日蝕 現代における「正統」と「異端」 新しい神が宿るのはどちらか

読書

こんにちは

今日は、平野啓一郎さんの『日蝕』をご紹介したいと思います。ちょっと現代的な意味を計りかねる印象だったのですが、正統と異端という切り口で見ると、現代社会や個人に対する問いが浮かび上がってくるように感じました。

異端の包摂というアプローチ

主人公はキリスト教の学僧なのですが、他の神学者が異端を排斥するのに対し、主人公はその異端をキリスト教の教義の中に吸収しようとします。そういう心づもりが特に序盤で度々出てきます。少し抜粋してみます。

抑私の願いは異教哲学の排斥にあるのではなく、上に見えている如く、それを我々の神学の下に吸収し、従属せしめることであった。

排斥するを以って仍我々の教義の外にそれが放置せられるを許してはならない。
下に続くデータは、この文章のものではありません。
pub mod client;
pub mod files;
pub mod form;
pub mod id;
pub mod models;
pub mod utm;
pub mod validation;

pub use client::{resolve_endpoint, LeadSubmitter};
pub use files::{bytes_to_nice, merge_files, LeadFile};
pub use form::{validate_upload_form, UploadForm};
pub use id::generate_lead_id;
pub use models::{Contact, LeadPayload, LeadType};
pub use utm::capture_utm;
pub use validation::{format_phone, is_valid_name, is_valid_phone, phone_flag};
云うなれば毒を含んだ水さえをも、葡萄酒に変えてゆかねばならないのである。

これを見ると、すごく傲慢で攻撃的なようでもありますが、他の聖職者たちが異端を異端として切り捨てるだけでなく、むしろ魔女裁判にかけて迫害するという形で積極的に否定していくことを考えると、主人公の考えというのは、むしろ寛容的なようにも思えます。

異端の中の新しい神

この段階では、主人公はキリスト教の教義を疑っていない訳ですが、ピエェルとの会話や両性具有者の焚刑を経て、疑問に変わります。火刑に向かう両性具有者にキリストの姿を重ねていることからも、むしろ異端の中にこそ新しい神を見出す訳ですね。

あの日、焚刑に処せられむとする両性具有者に、迫害せられ十字架にかけられた基督の姿を見た者はなかったであろうか。石を投付けた後に、眼前にゴルゴタの幻を見て、驟然と悔悟の念に擒われた者はなかったであろうか。(中略)

しかし、あえてこれを筆に上したのは、私には慥かに両性具有者こそが、再臨した基督ではなかったのかと疑われた時期が有ったからである。

その疑いは、私の怯懦の裡に打ち捨てられてしまった。跡には唯、不可解な生き物の姿のみが残されている。

主人公は、その後もキリスト教を捨てることなく、神職として務める訳ですが、このような手記を残さざるを得ないほどの体験だった訳です。

現代における正統と異端

では、現代における正統と異端とは何でしょうか。正統とは、空気のようにあって当たり前のもの、疑問を差し挟む余地のない価値観と言えるかと思います。例えば、国家が存在するとか、1人一票の選挙権があるとか、人前では服を着るとか、差別はいけないとか、殺人はよくないとか、少子化はよくないとか、そう言ったものでしょうか。

そして異端とは、その正統という存在に疑問を投げかける存在と言えるかと思います。国境はない方が国家間の格差を是正するのでは?1人一票ではなく納税額に応じて投票数を割り当てるべきでは?恥の感覚自体が文化的な刷り込みでは?差別は人間の根源的な特質では?戦争で人を殺すと英雄なのか?国家維持の道具なのか?と言った考えでしょうか。この小説を読むと、むしろ現代では排斥されがちな、異端の考えにこそ、未来の正統の源泉があるかも知れませんね。

正統 異端
国家が存在する 国境はない方が国家間の格差を是正するのでは?
1人一票の選挙権がある 1人一票ではなく納税額に応じて投票数を割り当てるべきでは?
人前では服を着る 恥の感覚自体が文化的な刷り込みでは?
差別はいけない 人間の根源的な特質では?
殺人はよくない 戦争で人を殺すと英雄なのか?
少子化はよくない 国家維持の道具なのか?

まとめると

  • 正統と異端の物語である
  • 異端の中にこそ、新たな正統の可能性を見出した
  • 現代における正統と異端、そしてその在り方を問うている

という感じでしょうか。文体が文体なので挫折したという方も多いようですが、15世紀のフランスという舞台に引き込むのに一役買っていると思います。

本日は以上です。また次の読書でお会いしましょう。